Cela dit, ce qui est surprenant ne réside pas dans ces positions typiques et typées, chacune admettant d’ailleurs de multiples nuances, mais dans leur présupposé commun. L’une et l’autre partagent, en effet, l’évidence d’après laquelle la philosophie peut faire l’objet d’un choix lié tantôt aux penchants personnels, tantôt aux contextes culturels. On aurait donc le loisir de lui reconnaitre ou en revanche de lui dénier une place formelle et formalisée dans la formation initiale et continue des travailleurs sociaux et/ou dans leurs pratiques quotidiennes. Situation finalement banale, comparable à celle de n’importe quelle discipline : rien de plus évident !

Las, le premier des enseignements philosophiques n’est-il pas, justement, que l’évidence est un aveuglement qui s’ignore, autrement dit un trompe-l’œil conceptuel ?

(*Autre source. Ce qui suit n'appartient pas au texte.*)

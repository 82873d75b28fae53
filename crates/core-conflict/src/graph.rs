//! Conflict-graph construction from overlap defects.
//!
//! Nodes are `eid` strings, edges are overlap pairs; connected components are
//! extracted by BFS in first-appearance order so the output is deterministic
//! for a given defect list. Each component carries:
//! - one [`ConflictEdge`] per member overlap, with the full four-direction
//!   separation option list, and
//! - one [`SpaceEnvelope`] per member element: free pixels from its safe box
//!   toward each slide edge, tightened by every non-decoration element on the
//!   slide (not just component members — a move can collide with anything).
//!
//! Envelope obstacle rule: a neighbour overlapping the focal element's x-span
//! tightens `free_top` when fully above, `free_bottom` when fully below, and
//! zeroes both when it intersects the focal band (the obstacle is already in
//! the way whichever vertical direction the element moves). Symmetric on the
//! other axis. Results are clamped to `[0, max(slide_w, slide_h)]`.

use std::collections::{HashMap, HashSet, VecDeque};

use core_geometry::{round_px, x_overlap, y_overlap};
use tracing::debug;

use core_schema::{
    ConflictComponent, ConflictEdge, Defect, DefectDetails, DefectKind, ElementType, ElementView,
    SlideView, SpaceEnvelope,
};

use crate::separation::separation_options;

/// Group the overlap defects of one engine run into conflict components.
///
/// Defects that are not overlaps, lack an endpoint, or reference an eid the
/// joined view cannot resolve are ignored. Returns components in discovery
/// order; empty when no overlap survives the filter.
pub fn build_conflict_graph(defects: &[Defect], view: &SlideView<'_>) -> Vec<ConflictComponent> {
    let pairs: Vec<(&str, &str, i64)> = defects
        .iter()
        .filter(|d| d.kind == DefectKind::Overlap)
        .filter_map(|d| {
            let owner = d.owner_eid.as_deref()?;
            let other = d.other_eid.as_deref()?;
            if view.get(owner).is_none() || view.get(other).is_none() {
                debug!(target: "conflict", owner, other, "overlap_endpoint_unresolved");
                return None;
            }
            let area = match d.details {
                DefectDetails::Overlap {
                    overlap_area_px, ..
                } => overlap_area_px,
                _ => return None,
            };
            Some((owner, other, area))
        })
        .collect();

    if pairs.is_empty() {
        return Vec::new();
    }

    // Adjacency in insertion order; node list in first-appearance order.
    let mut nodes: Vec<&str> = Vec::new();
    let mut adjacency: HashMap<&str, Vec<&str>> = HashMap::new();
    for &(a, b, _) in &pairs {
        for eid in [a, b] {
            if !adjacency.contains_key(eid) {
                nodes.push(eid);
                adjacency.insert(eid, Vec::new());
            }
        }
        if let Some(v) = adjacency.get_mut(a) {
            v.push(b);
        }
        if let Some(v) = adjacency.get_mut(b) {
            v.push(a);
        }
    }

    let mut visited: HashSet<&str> = HashSet::new();
    let mut components = Vec::new();
    for &root in &nodes {
        if visited.contains(root) {
            continue;
        }
        let mut member_order: Vec<&str> = Vec::new();
        let mut queue: VecDeque<&str> = VecDeque::new();
        visited.insert(root);
        queue.push_back(root);
        while let Some(eid) = queue.pop_front() {
            member_order.push(eid);
            if let Some(neighbours) = adjacency.get(eid) {
                for &n in neighbours {
                    if visited.insert(n) {
                        queue.push_back(n);
                    }
                }
            }
        }
        // Every node has at least one edge, so singletons should not occur.
        if member_order.len() < 2 {
            continue;
        }

        let members: HashSet<&str> = member_order.iter().copied().collect();
        let edges: Vec<ConflictEdge> = pairs
            .iter()
            .filter(|(a, b, _)| members.contains(a) && members.contains(b))
            .filter_map(|&(owner, other, area)| {
                let owner_view = view.get(owner)?;
                let other_view = view.get(other)?;
                Some(ConflictEdge {
                    owner_eid: owner.to_string(),
                    other_eid: other.to_string(),
                    overlap_area: area,
                    separations: separation_options(owner_view, other_view, view.safe_padding),
                })
            })
            .collect();

        let envelopes: Vec<SpaceEnvelope> = member_order
            .iter()
            .filter_map(|eid| view.get(eid).map(|el| space_envelope(view, el)))
            .collect();

        components.push(ConflictComponent {
            eids: member_order.iter().map(|s| s.to_string()).collect(),
            edges,
            envelopes,
        });
    }
    components
}

/// Free-space envelope of `focal` against every non-decoration element on the
/// slide (excluding itself and same-group peers) and the slide edges.
pub fn space_envelope(view: &SlideView<'_>, focal: &ElementView<'_>) -> SpaceEnvelope {
    let f = focal.safe_box;
    let mut free_top = f.y;
    let mut free_bottom = view.slide.h - f.bottom();
    let mut free_left = f.x;
    let mut free_right = view.slide.w - f.right();

    for n in &view.elements {
        if n.eid() == focal.eid()
            || n.kind() == ElementType::Decoration
            || focal.same_group(n)
        {
            continue;
        }
        let nb = n.safe_box;
        if x_overlap(&f, &nb) > 0.0 {
            if nb.bottom() <= f.y {
                free_top = free_top.min(f.y - nb.bottom());
            } else if nb.y >= f.bottom() {
                free_bottom = free_bottom.min(nb.y - f.bottom());
            } else {
                free_top = 0.0;
                free_bottom = 0.0;
            }
        }
        if y_overlap(&f, &nb) > 0.0 {
            if nb.right() <= f.x {
                free_left = free_left.min(f.x - nb.right());
            } else if nb.x >= f.right() {
                free_right = free_right.min(nb.x - f.right());
            } else {
                free_left = 0.0;
                free_right = 0.0;
            }
        }
    }

    let cap = view.slide.w.max(view.slide.h);
    let clamp = |v: f64| round_px(v.clamp(0.0, cap));
    SpaceEnvelope {
        eid: focal.eid().to_string(),
        free_top: clamp(free_top),
        free_bottom: clamp(free_bottom),
        free_left: clamp(free_left),
        free_right: clamp(free_right),
    }
}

Analysons les choses de plus près. La philosophie est absente de la formation des travailleurs sociaux dans la mesure, et dans la mesure seulement, où des programmes, des auteurs et des références ne lui sont pas spécifiquement réservés. Comme toute discipline, elle peut ne pas apparaître de manière manifeste, avérée, affichée… Mais exclue en tant que discipline nommément identifiée, en aucun cas la philosophie ne saurait l’être en tant que positionnement de facto, en tant qu’orientation donnée d’office, à l’insu des sujets. C’est là un état de fait, têtu, comme de rigueur. Même quand la philosophie brille par son absence, celle-ci ne cesse de se signaler par des signaux fort audibles, sinon tonitruants. Tels ces enseignants ou ces responsables de service qui déploient des trésors de pédagogie afin d’esquiver toute interrogation critique sur le sens d’une décision de placement, sur la portée idéologique d’une option professionnelle, sur la pertinence des formules usuelles (« enfant en danger », « jeune sans repères ») – interrogations décrétées « hors propos » dans la mesure où elles font trébucher la position de maîtrise. Tout aussi nombreux sont les enseignants et les responsables de service rapidement énervés quand ce genre d’interrogation critique ne cesse de faire retour.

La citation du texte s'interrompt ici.